Despite SOAP and SOA inroads, the vaunted File Transfer Protocol (FTP) continues to flourish in organizations that - not surprisingly – need to transfer files. Finance and banking both represent FTP bastions – although both sectors are also on their way to becoming SOA strongholds of sorts.
Bringing FTP - originated in the 1970s - under the general umbrella of governance is an eventual goal for many of these companies. Forum Systems, a Crosscheck Networks' subsidiary, seeks to support such efforts with a recent update to the Forum Sentry Gateway.

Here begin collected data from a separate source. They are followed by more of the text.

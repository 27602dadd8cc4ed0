//! CVM keeper.

use std::sync::Arc;

use shentu_bank::BankKeeper;
use shentu_store::prefix::key;
use shentu_store::{KvStore, PrefixStore};
use shentu_types::{AccAddress, MICRO_CTK_DENOM};

use crate::error::CvmError;
use crate::permission::AccountPermissions;
use crate::state::{StateReader, StateWriter, GLOBAL_PERMISSIONS_ADDRESS};
use crate::types::{Account, Contract, ContractMeta, Metadata, StorageEntry, Word256};
use crate::MODULE_NAME;

const GAS_RATE_KEY: &[u8] = b"gas_rate";
const ABI_PREFIX: &[u8] = b"abi/";
const ACCOUNT_PREFIX: &[u8] = b"acc/";
const STORAGE_PREFIX: &[u8] = b"sto/";
const ADDRESS_META_PREFIX: &[u8] = b"addrmeta/";
const METADATA_PREFIX: &[u8] = b"metadata/";

const DEFAULT_GAS_RATE: u64 = 1;

fn account_key(address: &AccAddress) -> Vec<u8> {
    key(&[ACCOUNT_PREFIX, address.as_bytes()])
}

fn storage_key(address: &AccAddress, slot: &Word256) -> Vec<u8> {
    key(&[STORAGE_PREFIX, address.as_bytes(), slot.as_bytes()])
}

#[derive(Clone)]
pub struct CvmKeeper {
    store: PrefixStore,
    bank_keeper: BankKeeper,
}

impl CvmKeeper {
    pub fn new(backend: Arc<dyn KvStore>, bank_keeper: BankKeeper) -> Self {
        Self {
            store: PrefixStore::new(backend, MODULE_NAME),
            bank_keeper,
        }
    }

    /// A state view that reads and writes this keeper directly.
    pub fn state(&self) -> KeeperState {
        KeeperState {
            keeper: self.clone(),
        }
    }

    pub fn gas_rate(&self) -> Result<u64, CvmError> {
        Ok(self
            .store
            .get_value(GAS_RATE_KEY)?
            .unwrap_or(DEFAULT_GAS_RATE))
    }

    pub fn set_gas_rate(&self, rate: u64) -> Result<(), CvmError> {
        Ok(self.store.put_value(GAS_RATE_KEY, &rate)?)
    }

    pub fn abi(&self, address: &AccAddress) -> Result<Option<String>, CvmError> {
        Ok(self
            .store
            .get_value(&key(&[ABI_PREFIX, address.as_bytes()]))?)
    }

    pub fn set_abi(&self, address: &AccAddress, abi: &str) -> Result<(), CvmError> {
        Ok(self
            .store
            .put_value(&key(&[ABI_PREFIX, address.as_bytes()]), &abi.to_string())?)
    }

    /// Every non-empty storage slot of `address`, in key order.
    pub fn storage_entries(&self, address: &AccAddress) -> Result<Vec<StorageEntry>, CvmError> {
        let prefix = key(&[STORAGE_PREFIX, address.as_bytes()]);
        let skip = prefix.len();
        let mut entries = Vec::new();
        for (k, v) in self.store.scan_raw(&prefix)? {
            let mut slot = [0u8; 32];
            let raw = k.get(skip..).filter(|r| r.len() == 32).ok_or_else(|| {
                shentu_store::StoreError::Corruption(format!("bad storage key under {address}"))
            })?;
            slot.copy_from_slice(raw);
            entries.push(StorageEntry {
                key: Word256::new(slot),
                value: shentu_store::prefix::decode(&v)?,
            });
        }
        Ok(entries)
    }

    /// Every account holding code, with its ABI, storage and metadata links.
    pub fn contracts(&self) -> Result<Vec<Contract>, CvmError> {
        let mut contracts = Vec::new();
        for account in self.store.scan_values::<Account>(ACCOUNT_PREFIX)? {
            if !account.is_contract() {
                continue;
            }
            contracts.push(Contract {
                address: account.address,
                abi: self.abi(&account.address)?,
                storage: self.storage_entries(&account.address)?,
                meta: self.state().address_meta(&account.address)?,
                code: account.code,
            });
        }
        Ok(contracts)
    }

    /// Every stored metadata document, in hash order.
    pub fn metas(&self) -> Result<Vec<Metadata>, CvmError> {
        let skip = METADATA_PREFIX.len();
        let mut metas = Vec::new();
        for (k, v) in self.store.scan_raw(METADATA_PREFIX)? {
            let mut hash = [0u8; 32];
            let raw = k.get(skip..).filter(|r| r.len() == 32).ok_or_else(|| {
                shentu_store::StoreError::Corruption("bad metadata key".to_string())
            })?;
            hash.copy_from_slice(raw);
            metas.push(Metadata {
                hash: Word256::new(hash),
                metadata: shentu_store::prefix::decode(&v)?,
            });
        }
        Ok(metas)
    }

    /// Create the account at the zero address carrying the global default permissions.
    pub fn register_global_permission_account(&self) -> Result<(), CvmError> {
        let account = Account {
            address: GLOBAL_PERMISSIONS_ADDRESS,
            permissions: AccountPermissions::global_default(),
            ..Account::default()
        };
        self.state().update_account(&account)?;
        tracing::debug!("global permission account registered");
        Ok(())
    }
}

/// [`StateReader`]/[`StateWriter`] backed by the keeper's store.
///
/// Balances are the bank's uctk balances; everything else is CVM state.
#[derive(Clone)]
pub struct KeeperState {
    keeper: CvmKeeper,
}

impl StateReader for KeeperState {
    fn account(&self, address: &AccAddress) -> Result<Option<Account>, CvmError> {
        let balance = self.keeper.bank_keeper.balance(address, MICRO_CTK_DENOM)?;
        match self.keeper.store.get_value::<Account>(&account_key(address))? {
            Some(mut account) => {
                account.balance = balance;
                Ok(Some(account))
            }
            // A funded bank account is a VM account without code.
            None if balance > 0 => Ok(Some(Account {
                address: *address,
                balance,
                ..Account::default()
            })),
            None => Ok(None),
        }
    }

    fn storage(&self, address: &AccAddress, slot: &Word256) -> Result<Vec<u8>, CvmError> {
        Ok(self
            .keeper
            .store
            .get_value(&storage_key(address, slot))?
            .unwrap_or_default())
    }

    fn address_meta(&self, address: &AccAddress) -> Result<Vec<ContractMeta>, CvmError> {
        Ok(self
            .keeper
            .store
            .get_value(&key(&[ADDRESS_META_PREFIX, address.as_bytes()]))?
            .unwrap_or_default())
    }

    fn metadata(&self, hash: &Word256) -> Result<Option<String>, CvmError> {
        Ok(self
            .keeper
            .store
            .get_value(&key(&[METADATA_PREFIX, hash.as_bytes()]))?)
    }
}

impl StateWriter for KeeperState {
    fn update_account(&mut self, account: &Account) -> Result<(), CvmError> {
        let bank = &self.keeper.bank_keeper;
        if bank.balance(&account.address, MICRO_CTK_DENOM)? != account.balance {
            bank.set_balance(&account.address, MICRO_CTK_DENOM, account.balance)?;
        }
        let stored = Account {
            balance: 0,
            ..account.clone()
        };
        Ok(self
            .keeper
            .store
            .put_value(&account_key(&account.address), &stored)?)
    }

    fn set_storage(
        &mut self,
        address: &AccAddress,
        slot: &Word256,
        value: &[u8],
    ) -> Result<(), CvmError> {
        let k = storage_key(address, slot);
        if value.is_empty() {
            self.keeper.store.delete(&k)?;
        } else {
            self.keeper.store.put_value(&k, &value.to_vec())?;
        }
        Ok(())
    }

    fn set_address_meta(
        &mut self,
        address: &AccAddress,
        meta: &[ContractMeta],
    ) -> Result<(), CvmError> {
        Ok(self
            .keeper
            .store
            .put_value(&key(&[ADDRESS_META_PREFIX, address.as_bytes()]), &meta.to_vec())?)
    }

    fn set_metadata(&mut self, hash: &Word256, metadata: &str) -> Result<(), CvmError> {
        Ok(self
            .keeper
            .store
            .put_value(&key(&[METADATA_PREFIX, hash.as_bytes()]), &metadata.to_string())?)
    }
}
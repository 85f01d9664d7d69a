//! Server-resource views and validated edits.
//!
//! Editing one server's allocation is the only path that can grow a
//! user's usage, so it carries the full validation sequence: floors,
//! child-entity minima, per-value and aggregate ceiling checks, and the
//! overflow gate. Violations are aggregated per field and the edit is
//! committed only when every requested field passes.

use std::sync::Arc;

use uuid::Uuid;

use quotahub_core::error::{AppError, Violation};
use quotahub_core::result::AppResult;
use quotahub_database::repositories::server::ServerRepository;
use quotahub_entity::resources::{ResourceSet, ResourceType, exceeds_limit};
use quotahub_entity::server::{ChildCounts, ServerResourcePatch, ServerResources};
use quotahub_entity::usage::{OverflowReport, ServerResourceView};

use crate::accounting::AccountingService;

/// Reads and validates per-server resource allocations.
#[derive(Debug, Clone)]
pub struct ServerResourceService {
    /// Server repository.
    server_repo: Arc<ServerRepository>,
    /// Accounting engine.
    accounting: Arc<AccountingService>,
}

impl ServerResourceService {
    /// Creates a new server resource service.
    pub fn new(server_repo: Arc<ServerRepository>, accounting: Arc<AccountingService>) -> Self {
        Self {
            server_repo,
            accounting,
        }
    }

    /// The composite read for one server: its own limits, the owner's
    /// totals, usage with and without this server, both availability
    /// vectors, and both overflow reports.
    pub async fn view(&self, server_id: Uuid) -> AppResult<ServerResourceView> {
        let server = self.find_server(server_id).await?;
        let limits = self.accounting.limits_or_default(server.owner_id).await?;
        let used = self.accounting.used(server.owner_id, &[]).await?;
        let used_excluding_self = self.accounting.used(server.owner_id, &[server_id]).await?;

        Ok(ServerResourceView {
            limits,
            available: limits.available(&used),
            available_for_editing: limits.available(&used_excluding_self),
            server_overflow: OverflowReport::for_server(&limits, &server),
            overflow: OverflowReport::aggregate(&limits, &used),
            used,
            used_excluding_self,
            server,
        })
    }

    /// Validate and commit an edit to a server's resource fields.
    ///
    /// Usage and availability are recomputed excluding the server under
    /// edit; all field violations are aggregated into one rejection, and
    /// a fully valid patch is applied in a single atomic update.
    pub async fn update(
        &self,
        server_id: Uuid,
        patch: &ServerResourcePatch,
    ) -> AppResult<ServerResources> {
        let server = self.find_server(server_id).await?;

        if patch.is_empty() {
            return Err(AppError::validation("No resource fields provided"));
        }

        let limits = self.accounting.limits_or_default(server.owner_id).await?;
        let used = self.accounting.used(server.owner_id, &[]).await?;
        let used_by_others = self.accounting.used(server.owner_id, &[server_id]).await?;
        let counts = self.server_repo.child_counts(server_id).await?;
        let overflow = OverflowReport::aggregate(&limits, &used);

        let violations = validate_server_patch(patch, &limits, &used_by_others, &counts, &overflow);
        if !violations.is_empty() {
            tracing::debug!(%server_id, count = violations.len(), "Rejected server resource edit");
            return Err(AppError::rejected(violations));
        }

        self.server_repo.update_resources(server_id, patch).await
    }

    async fn find_server(&self, server_id: Uuid) -> AppResult<ServerResources> {
        self.server_repo
            .find_by_id(server_id)
            .await?
            .ok_or_else(|| AppError::not_found(format!("Server {server_id} not found")))
    }
}

/// The per-server edit validation sequence.
///
/// A user already in aggregate overflow may not edit any server until the
/// overflow is resolved; otherwise each requested field is checked against
/// its floor, the server's existing child-entity count, the user's total
/// limit, and the headroom left by the user's other servers. One
/// violation is reported per offending field.
pub fn validate_server_patch(
    patch: &ServerResourcePatch,
    limits: &ResourceSet,
    used_by_others: &ResourceSet,
    counts: &ChildCounts,
    overflow: &OverflowReport,
) -> Vec<Violation> {
    if overflow.is_overflowing() {
        return overflow
            .entries
            .iter()
            .map(|entry| {
                Violation::new(
                    entry.resource.as_str(),
                    format!(
                        "account is over its {} limit ({} used of {}); reduce usage before editing servers",
                        entry.resource, entry.used, entry.limit
                    ),
                )
            })
            .collect();
    }

    let mut violations = Vec::new();
    for (resource, value) in patch.entries() {
        let field = server_field_name(resource);
        let floor = match resource {
            ResourceType::Memory
            | ResourceType::Cpu
            | ResourceType::Disk
            | ResourceType::Allocations => 1,
            _ => 0,
        };
        if value < floor {
            violations.push(Violation::new(field, format!("must be at least {floor}")));
            continue;
        }

        if let Some(count) = counts.for_resource(resource) {
            if value < count {
                violations.push(Violation::new(
                    field,
                    format!(
                        "cannot be less than current {} ({count})",
                        child_noun(resource)
                    ),
                ));
                continue;
            }
        }

        let limit = limits.get(resource);
        if exceeds_limit(limit, value) {
            violations.push(Violation::new(
                field,
                format!("{value} exceeds the total limit of {limit}"),
            ));
            continue;
        }

        let others = used_by_others.get(resource);
        if limit > 0 && others + value > limit {
            violations.push(Violation::new(
                field,
                format!(
                    "only {} available ({others} of {limit} in use by other servers)",
                    limit - others
                ),
            ));
        }
    }
    violations
}

/// The server column a per-server resource maps to. The capacity fields
/// drop the `_limit` suffix on the server row.
fn server_field_name(resource: ResourceType) -> &'static str {
    match resource {
        ResourceType::Memory => "memory",
        ResourceType::Cpu => "cpu",
        ResourceType::Disk => "disk",
        other => other.as_str(),
    }
}

fn child_noun(resource: ResourceType) -> &'static str {
    match resource {
        ResourceType::Databases => "databases",
        ResourceType::Backups => "backups",
        ResourceType::Allocations => "allocations",
        _ => "entities",
    }
}
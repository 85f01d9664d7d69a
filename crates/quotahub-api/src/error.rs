//! Maps domain `AppError` to HTTP responses.

use axum::Json;
use axum::http::StatusCode;
use axum::response::{IntoResponse, Response};
use serde::{Deserialize, Serialize};

use quotahub_core::error::{AppError, ErrorKind};

/// Standard API error response body.
#[derive(Debug, Clone, Serialize, Deserialize)]
pub struct ApiErrorResponse {
    /// Machine-readable error code.
    pub error: String,
    /// Human-readable message.
    pub message: String,
    /// Per-field violations for validation rejections.
    #[serde(skip_serializing_if = "Option::is_none")]
    pub details: Option<serde_json::Value>,
}

/// Newtype carrying an [`AppError`] out of a handler.
#[derive(Debug)]
pub struct ApiError(pub AppError);

impl From<AppError> for ApiError {
    fn from(err: AppError) -> Self {
        Self(err)
    }
}

impl IntoResponse for ApiError {
    fn into_response(self) -> Response {
        let err = self.0;
        let (status, error_code) = match err.kind {
            ErrorKind::Validation => (StatusCode::BAD_REQUEST, "VALIDATION_ERROR"),
            ErrorKind::NotFound => (StatusCode::NOT_FOUND, "NOT_FOUND"),
            ErrorKind::Conflict => (StatusCode::CONFLICT, "CONFLICT"),
            ErrorKind::Database
            | ErrorKind::Internal
            | ErrorKind::Configuration
            | ErrorKind::Serialization => {
                tracing::error!(error = %err.message, "Internal server error");
                (StatusCode::INTERNAL_SERVER_ERROR, "INTERNAL_ERROR")
            }
        };

        let details = (!err.violations.is_empty())
            .then(|| serde_json::json!({ "violations": err.violations }));

        let body = ApiErrorResponse {
            error: error_code.to_string(),
            message: err.message,
            details,
        };

        (status, Json(body)).into_response()
    }
}
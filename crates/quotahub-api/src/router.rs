//! Route definitions for the QuotaHub HTTP API.
//!
//! All routes are organized by domain and mounted under `/api`.
//! The router receives `AppState` and passes it to all handlers via
//! Axum's `State` extractor.

use axum::{
    Router,
    routing::{get, post},
};
use tower_http::trace::TraceLayer;

use crate::handlers;
use crate::state::AppState;

/// Build the complete Axum router with all routes and middleware.
pub fn build_router(state: AppState) -> Router {
    let api_routes = Router::new()
        .merge(quota_routes())
        .merge(server_routes())
        .merge(settings_routes())
        .merge(health_routes());

    Router::new()
        .nest("/api", api_routes)
        .layer(TraceLayer::new_for_http())
        .with_state(state)
}

/// Per-user quota limits: read, partial update, adjust, remove
fn quota_routes() -> Router<AppState> {
    Router::new()
        .route(
            "/users/{user_id}/limits",
            get(handlers::quota::get_limits)
                .patch(handlers::quota::update_limits)
                .delete(handlers::quota::remove_limits),
        )
        .route(
            "/users/{user_id}/limits/adjust",
            post(handlers::quota::adjust_limits),
        )
}

/// Server resource view and validated edit
fn server_routes() -> Router<AppState> {
    Router::new().route(
        "/servers/{server_id}/resources",
        get(handlers::server::get_resources).patch(handlers::server::update_resources),
    )
}

/// Default and maximum resource settings
fn settings_routes() -> Router<AppState> {
    Router::new()
        .route(
            "/settings/default-resources",
            get(handlers::settings::get_default_resources)
                .put(handlers::settings::put_default_resources),
        )
        .route(
            "/settings/max-resources",
            get(handlers::settings::get_max_resources).put(handlers::settings::put_max_resources),
        )
}

/// Service health
fn health_routes() -> Router<AppState> {
    Router::new().route("/health", get(handlers::health::health))
}
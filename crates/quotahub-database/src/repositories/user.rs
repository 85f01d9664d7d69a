//! User repository implementation.
//!
//! The users table belongs to the panel; quota operations only need to
//! know whether a user exists.

use sqlx::PgPool;
use uuid::Uuid;

use quotahub_core::error::{AppError, ErrorKind};
use quotahub_core::result::AppResult;

/// Repository for user existence checks.
#[derive(Debug, Clone)]
pub struct UserRepository {
    pool: PgPool,
}

impl UserRepository {
    /// Create a new user repository.
    pub fn new(pool: PgPool) -> Self {
        Self { pool }
    }

    /// Check whether a user exists.
    pub async fn exists(&self, user_id: Uuid) -> AppResult<bool> {
        sqlx::query_scalar("SELECT EXISTS(SELECT 1 FROM users WHERE id = $1)")
            .bind(user_id)
            .fetch_one(&self.pool)
            .await
            .map_err(|e| {
                AppError::with_source(ErrorKind::Database, "Failed to check user existence", e)
            })
    }
}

The latest version of the gateway offers content-level security for structured and unstructured data for documents of unlimited size using the OpenPGP standard, while also enabling message transfers over a variety of secured and unsecured transport protocols. Moreover, the software allows organizations to plan migrations from batch FTP processing to SOAP with Attachments (SwA)(MIME, DIME, MTOM), while using existing centralized governance policies across both legacy and modern message formats.
"FTP is the 'lowest common denominator' protocol in most corporations. It's a ubiquitous protocol for moving information between applications and corporations," according to Mamoon Yunus, president and CEO of Crosscheck.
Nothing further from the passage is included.